“God is Great.” Or, in Arabic, “Allahu Akbar.” It is one of the central slogans in Islam, but surely its essence finds expression in Judaism (any of the Shabbat prayers) and in Christianity (hundreds of quotes about Jesus or about God). In the current Iraq conflict, the various terrorists who blow themselves up regularly yell “God is Great” as they take their own and dozens of others’ lives. Surely God’s greatness will bestow them eternal paradise, so they imagine. After all, one better be sure that “God is Great” if they are going to end their own lives for some “holy” purpose.
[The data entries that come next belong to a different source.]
mod config;
mod db;
mod errors;
mod extraction;
mod generation;
mod llm_client;
mod models;
mod notify;
mod routes;
mod state;
mod store;
mod synthesis;

use std::net::SocketAddr;
use std::sync::Arc;

use anyhow::{Context, Result};
use aws_config::Region;
use aws_sdk_s3::config::Credentials;
use tower_http::{cors::CorsLayer, trace::TraceLayer};
use tracing::{info, warn};
use tracing_subscriber::{layer::SubscriberExt, util::SubscriberInitExt, EnvFilter};

use crate::config::{Config, S3Config};
use crate::db::{create_pool, init_schema};
use crate::extraction::documents::{DocumentStore, S3DocumentStore, UnconfiguredDocumentStore};
use crate::extraction::fetcher::HttpPageFetcher;
use crate::extraction::rules::ExtractionRules;
use crate::extraction::ContentExtractor;
use crate::generation::orchestrator::Orchestrator;
use crate::llm_client::{CompletionModel, LlmClient};
use crate::notify::{NoopNotifier, RedisNotifier, StatusNotifier};
use crate::routes::build_router;
use crate::state::AppState;
use crate::store::{InMemoryRequestStore, PgRequestStore, RequestStore};

#[tokio::main]
async fn main() -> Result<()> {
    let config = Config::from_env()?;

    // Initialize structured logging
    tracing_subscriber::registry()
        .with(EnvFilter::try_from_default_env().unwrap_or_else(|_| {
            EnvFilter::new(format!("{}={}", env!("CARGO_PKG_NAME"), &config.rust_log))
        }))
        .with(tracing_subscriber::fmt::layer())
        .init();

    info!("Starting searchgen v{}", env!("CARGO_PKG_VERSION"));

    // Lifecycle store: Postgres when configured, otherwise process memory
    let store: Arc<dyn RequestStore> = match &config.database_url {
        Some(database_url) => {
            let pool = create_pool(database_url).await?;
            init_schema(&pool).await?;
            Arc::new(PgRequestStore::new(pool))
        }
        None => {
            warn!("DATABASE_URL not set: search requests are kept in memory and lost on restart");
            Arc::new(InMemoryRequestStore::new())
        }
    };

    // Status notifications
    let notifier: Arc<dyn StatusNotifier> = match &config.redis_url {
        Some(redis_url) => Arc::new(
            RedisNotifier::connect(redis_url)
                .await
                .context("Failed to connect to Redis")?,
        ),
        None => {
            info!("REDIS_URL not set: status notifications disabled");
            Arc::new(NoopNotifier)
        }
    };

    // Document storage (S3 / MinIO)
    let documents: Arc<dyn DocumentStore> = match &config.s3 {
        Some(s3_config) => {
            let client = build_s3_client(s3_config).await;
            info!("S3 document store initialized (bucket: {})", s3_config.bucket);
            Arc::new(S3DocumentStore::new(client, s3_config.bucket.clone()))
        }
        None => {
            info!("S3_BUCKET not set: document sources are unavailable");
            Arc::new(UnconfiguredDocumentStore)
        }
    };

    // Content extraction
    let fetcher = HttpPageFetcher::new(&config.fetch_user_agent, config.fetch_timeout)
        .context("Failed to build page fetcher")?;
    let rules = ExtractionRules::from_optional_path(config.extraction_rules_path.as_deref())?;
    let extractor = ContentExtractor::new(Arc::new(fetcher), documents, rules);

    // Language model (optional)
    let model: Option<Arc<dyn CompletionModel>> = match &config.anthropic_api_key {
        Some(api_key) => {
            let llm = LlmClient::new(api_key.clone()).context("Failed to build LLM client")?;
            info!("LLM client initialized (model: {})", llm_client::MODEL);
            Some(Arc::new(llm))
        }
        None => {
            info!("ANTHROPIC_API_KEY not set: using the fallback query synthesizer");
            None
        }
    };

    let orchestrator = Orchestrator::new(store, extractor, model, notifier, config.llm_timeout);

    let state = AppState {
        orchestrator,
        config: config.clone(),
    };

    let app = build_router(state)
        .layer(TraceLayer::new_for_http())
        .layer(CorsLayer::permissive()); // TODO: restrict origins once the web client's host is fixed

    let addr: SocketAddr = format!("0.0.0.0:{}", config.port).parse()?;
    info!("Listening on {addr}");

    let listener = tokio::net::TcpListener::bind(addr).await?;
    axum::serve(listener, app).await?;

    Ok(())
}

/// Constructs an S3 client configured for MinIO (local) or AWS (production).
async fn build_s3_client(config: &S3Config) -> aws_sdk_s3::Client {
    let credentials = Credentials::new(
        &config.access_key_id,
        &config.secret_access_key,
        None,
        None,
        "searchgen-static",
    );

    let s3_config = aws_config::defaults(aws_config::BehaviorVersion::latest())
        .region(Region::new("us-east-1"))
        .credentials_provider(credentials)
        .endpoint_url(&config.endpoint)
        .load()
        .await;

    // MinIO serves buckets under the path, not a subdomain
    let s3_config = aws_sdk_s3::config::Builder::from(&s3_config)
        .force_path_style(true)
        .build();

    aws_sdk_s3::Client::from_conf(s3_config)
}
But what of victims of violence. This is what has always puzzled me about religion. Buried in the middle of this article about daily carnage in Iraq is a quote from a man who barely survived a suicide bombing in Hillah.
“The ground was covered with the remains of people and blood, and survivors ran in all directions,” said Muhsin Hadi Alwan, 33, one of the wounded day laborers. “How will I feed the six members of my family when I return home without work and without money?” Mohammed Abbas Kadhim, 30, said he was thrown several yards by the explosion.
“I couldn’t see or hear for a few minutes as I was lying on the ground. People were racing everywhere looking for their missing sons, brothers, friends _ all of them shouting `God is great.'”
All of them, in the midst of an increasingly absurd conflict brought on by fanatical proclaimers of God’s greatness, can only proclaim God’s greatness. What does that mean anymore? Will this hideous religious war provoke the sort of existential, post-religious consciousness that emerged only slightly after Europe’s 30 Years War, and strongly after World War II? Many Europeans decided that no God, supposedly all-powerful, could “allow” for such carnage as beset Europe. Many Jews, in the death camps and ghettos of Poland, wondered the same thing. How could God have chosen us for this fate? While some, famously, used the Holocaust to restore their faith, many others read into it God’s non-existence – or at least irrelevance in daily affairs.
I am constantly struck by how people in the midst of crisis turn to God – and in contradictory ways. I drove through Tennessee last March and a tornado destroyed a megachurch on the side of I-65 in Gallatin. A week later a sign emerged declaring God’s greatness. Surely it was a sign of God’s power, as it were. But greatness? Some Tennesseans believed God was punishing them for some sort grand transgression – too many gay people, rejection of the poor, too much war, too little prayer – whatever fits one’s pre-existing politics.
And so I wonder, what does it mean when Iraqis who suffer daily unspeakable outrages, reaffirm God’s greatness? Is that a sign of their true “submission” to God? Is it a sign of delusion? Is it just an anthropological gesture through which Iraqis “make sense” of the chaos?
I wonder what others here think about this? What does a war so horrible as that in Iraq do for one’s faith? How does one reconcile “submission to God” with atrocities committed in God’s name? This strikes me as an increasingly relevant, spiritual question for Iraqis, and for all of us.